Your reply should be made up of every line in the records below that holds the string "Clone".

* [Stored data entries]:
-- Opening Marker --
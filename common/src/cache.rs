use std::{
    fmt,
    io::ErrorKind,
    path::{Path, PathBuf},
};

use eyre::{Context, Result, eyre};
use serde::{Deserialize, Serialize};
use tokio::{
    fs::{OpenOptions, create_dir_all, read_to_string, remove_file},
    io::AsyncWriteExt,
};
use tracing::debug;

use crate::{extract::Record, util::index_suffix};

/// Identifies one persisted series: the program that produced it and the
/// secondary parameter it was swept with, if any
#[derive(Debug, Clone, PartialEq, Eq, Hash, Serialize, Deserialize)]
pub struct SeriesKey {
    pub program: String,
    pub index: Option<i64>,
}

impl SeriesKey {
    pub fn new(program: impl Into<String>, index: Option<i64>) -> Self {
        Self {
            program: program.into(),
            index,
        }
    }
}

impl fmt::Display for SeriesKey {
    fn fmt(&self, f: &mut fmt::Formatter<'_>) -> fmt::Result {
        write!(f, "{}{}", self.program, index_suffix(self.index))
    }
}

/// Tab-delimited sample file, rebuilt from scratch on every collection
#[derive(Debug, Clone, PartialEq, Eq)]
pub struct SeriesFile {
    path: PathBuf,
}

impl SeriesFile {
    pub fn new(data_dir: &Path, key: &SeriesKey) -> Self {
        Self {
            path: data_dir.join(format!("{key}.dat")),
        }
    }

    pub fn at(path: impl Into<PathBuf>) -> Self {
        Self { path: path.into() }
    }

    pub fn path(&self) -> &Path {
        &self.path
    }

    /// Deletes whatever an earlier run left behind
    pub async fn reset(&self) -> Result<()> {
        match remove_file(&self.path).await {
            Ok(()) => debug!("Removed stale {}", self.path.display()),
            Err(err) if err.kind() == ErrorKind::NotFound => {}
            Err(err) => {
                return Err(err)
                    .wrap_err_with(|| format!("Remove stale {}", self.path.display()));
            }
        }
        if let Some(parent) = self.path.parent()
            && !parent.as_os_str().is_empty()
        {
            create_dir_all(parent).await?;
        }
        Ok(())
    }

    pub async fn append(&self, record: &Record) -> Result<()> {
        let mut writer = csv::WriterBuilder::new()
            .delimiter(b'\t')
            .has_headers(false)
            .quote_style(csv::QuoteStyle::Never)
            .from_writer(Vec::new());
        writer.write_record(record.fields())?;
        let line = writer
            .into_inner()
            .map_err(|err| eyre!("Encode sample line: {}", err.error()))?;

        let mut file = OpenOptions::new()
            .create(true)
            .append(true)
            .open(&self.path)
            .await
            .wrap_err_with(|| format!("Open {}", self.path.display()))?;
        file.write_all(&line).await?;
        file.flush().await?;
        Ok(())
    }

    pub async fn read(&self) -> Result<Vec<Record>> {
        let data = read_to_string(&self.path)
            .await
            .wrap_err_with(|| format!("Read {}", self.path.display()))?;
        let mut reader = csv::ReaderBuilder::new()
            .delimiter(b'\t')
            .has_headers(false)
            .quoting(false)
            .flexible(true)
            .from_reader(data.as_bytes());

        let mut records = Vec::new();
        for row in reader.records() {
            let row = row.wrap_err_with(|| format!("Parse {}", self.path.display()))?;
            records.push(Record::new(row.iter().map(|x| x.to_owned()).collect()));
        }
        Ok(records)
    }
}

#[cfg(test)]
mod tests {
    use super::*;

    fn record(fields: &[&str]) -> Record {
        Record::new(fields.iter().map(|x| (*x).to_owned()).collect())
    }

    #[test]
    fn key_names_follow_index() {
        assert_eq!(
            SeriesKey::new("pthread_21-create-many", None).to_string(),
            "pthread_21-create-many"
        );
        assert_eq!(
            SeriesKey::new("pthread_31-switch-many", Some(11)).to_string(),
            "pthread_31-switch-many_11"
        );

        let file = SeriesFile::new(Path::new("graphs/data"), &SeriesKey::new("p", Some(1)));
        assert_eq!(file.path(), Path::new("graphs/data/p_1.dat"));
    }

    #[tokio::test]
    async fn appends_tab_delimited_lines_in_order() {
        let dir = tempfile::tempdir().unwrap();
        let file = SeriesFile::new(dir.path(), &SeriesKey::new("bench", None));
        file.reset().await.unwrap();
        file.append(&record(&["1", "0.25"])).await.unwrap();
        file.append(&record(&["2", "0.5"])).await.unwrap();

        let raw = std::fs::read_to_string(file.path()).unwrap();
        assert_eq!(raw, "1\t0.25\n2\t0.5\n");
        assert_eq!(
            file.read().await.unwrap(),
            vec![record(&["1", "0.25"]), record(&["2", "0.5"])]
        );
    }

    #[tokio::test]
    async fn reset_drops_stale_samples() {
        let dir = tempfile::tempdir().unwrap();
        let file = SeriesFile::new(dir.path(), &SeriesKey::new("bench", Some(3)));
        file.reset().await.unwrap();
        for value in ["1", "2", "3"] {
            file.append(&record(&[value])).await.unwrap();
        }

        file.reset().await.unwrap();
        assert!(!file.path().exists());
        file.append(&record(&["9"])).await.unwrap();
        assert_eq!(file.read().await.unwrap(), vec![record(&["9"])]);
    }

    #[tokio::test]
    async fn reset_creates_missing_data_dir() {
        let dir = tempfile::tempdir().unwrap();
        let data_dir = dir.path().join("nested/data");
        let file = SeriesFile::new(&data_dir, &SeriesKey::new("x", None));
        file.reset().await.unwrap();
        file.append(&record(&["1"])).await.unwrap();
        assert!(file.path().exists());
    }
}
-- Closing Marker --
-- Opening Marker --
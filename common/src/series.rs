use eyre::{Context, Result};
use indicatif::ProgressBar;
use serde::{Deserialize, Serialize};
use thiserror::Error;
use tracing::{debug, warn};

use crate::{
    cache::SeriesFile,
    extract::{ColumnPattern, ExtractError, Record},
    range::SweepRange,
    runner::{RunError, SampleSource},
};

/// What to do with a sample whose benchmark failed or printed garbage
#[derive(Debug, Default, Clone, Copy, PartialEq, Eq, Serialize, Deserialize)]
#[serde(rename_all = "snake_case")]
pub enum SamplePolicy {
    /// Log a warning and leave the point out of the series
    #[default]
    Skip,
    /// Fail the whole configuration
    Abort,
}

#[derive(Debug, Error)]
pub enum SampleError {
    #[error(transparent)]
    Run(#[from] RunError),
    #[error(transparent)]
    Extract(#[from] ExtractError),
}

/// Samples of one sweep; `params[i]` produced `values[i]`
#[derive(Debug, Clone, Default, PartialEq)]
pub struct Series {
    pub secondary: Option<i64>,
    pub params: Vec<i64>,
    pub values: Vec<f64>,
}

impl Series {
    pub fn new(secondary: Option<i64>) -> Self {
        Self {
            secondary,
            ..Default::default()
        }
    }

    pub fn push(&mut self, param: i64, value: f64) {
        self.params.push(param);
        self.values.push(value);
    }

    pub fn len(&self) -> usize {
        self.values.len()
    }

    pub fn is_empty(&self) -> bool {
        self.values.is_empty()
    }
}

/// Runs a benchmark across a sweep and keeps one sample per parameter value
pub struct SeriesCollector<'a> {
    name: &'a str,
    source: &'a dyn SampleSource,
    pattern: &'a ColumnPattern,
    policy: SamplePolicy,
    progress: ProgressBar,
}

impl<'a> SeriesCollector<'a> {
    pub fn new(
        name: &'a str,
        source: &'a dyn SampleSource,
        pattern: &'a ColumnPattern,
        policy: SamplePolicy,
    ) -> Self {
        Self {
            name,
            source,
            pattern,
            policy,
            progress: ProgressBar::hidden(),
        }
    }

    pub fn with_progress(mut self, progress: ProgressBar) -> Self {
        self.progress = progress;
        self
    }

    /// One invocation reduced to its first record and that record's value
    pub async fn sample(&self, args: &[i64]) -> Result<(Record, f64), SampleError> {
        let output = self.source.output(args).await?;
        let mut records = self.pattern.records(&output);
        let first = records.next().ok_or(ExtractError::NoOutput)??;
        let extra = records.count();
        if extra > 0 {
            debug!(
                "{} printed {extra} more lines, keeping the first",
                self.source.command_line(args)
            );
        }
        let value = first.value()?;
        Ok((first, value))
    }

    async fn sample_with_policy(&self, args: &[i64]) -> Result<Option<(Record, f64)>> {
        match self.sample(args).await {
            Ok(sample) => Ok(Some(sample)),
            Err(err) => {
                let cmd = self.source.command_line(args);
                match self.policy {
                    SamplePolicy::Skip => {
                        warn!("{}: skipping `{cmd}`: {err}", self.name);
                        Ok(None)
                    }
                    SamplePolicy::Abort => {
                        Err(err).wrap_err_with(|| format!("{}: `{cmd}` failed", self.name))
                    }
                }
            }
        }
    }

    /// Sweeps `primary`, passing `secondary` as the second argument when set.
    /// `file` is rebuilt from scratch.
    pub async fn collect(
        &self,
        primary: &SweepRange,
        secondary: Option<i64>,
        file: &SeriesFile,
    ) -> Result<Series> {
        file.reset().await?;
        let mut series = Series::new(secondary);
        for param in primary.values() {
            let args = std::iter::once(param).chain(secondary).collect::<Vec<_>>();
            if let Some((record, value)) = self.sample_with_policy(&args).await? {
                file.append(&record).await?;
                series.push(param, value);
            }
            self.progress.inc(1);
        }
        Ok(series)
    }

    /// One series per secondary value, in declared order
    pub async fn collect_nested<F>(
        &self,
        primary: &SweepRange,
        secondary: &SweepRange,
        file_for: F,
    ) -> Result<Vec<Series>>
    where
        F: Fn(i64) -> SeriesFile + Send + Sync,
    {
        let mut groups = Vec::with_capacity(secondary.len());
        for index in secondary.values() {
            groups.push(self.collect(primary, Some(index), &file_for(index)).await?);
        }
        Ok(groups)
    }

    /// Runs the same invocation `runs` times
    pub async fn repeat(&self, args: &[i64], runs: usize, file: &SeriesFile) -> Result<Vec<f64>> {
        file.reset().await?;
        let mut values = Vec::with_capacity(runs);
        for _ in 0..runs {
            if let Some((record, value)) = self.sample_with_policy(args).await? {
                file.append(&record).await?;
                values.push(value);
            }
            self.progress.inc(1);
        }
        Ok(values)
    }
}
-- Closing Marker --
* [Written solution]:
#[derive(Debug, Clone, PartialEq, Eq, Hash, Serialize, Deserialize)]
#[derive(Debug, Clone, PartialEq, Eq)]
#[derive(Debug, Default, Clone, Copy, PartialEq, Eq, Serialize, Deserialize)]
#[derive(Debug, Clone, Default, PartialEq)]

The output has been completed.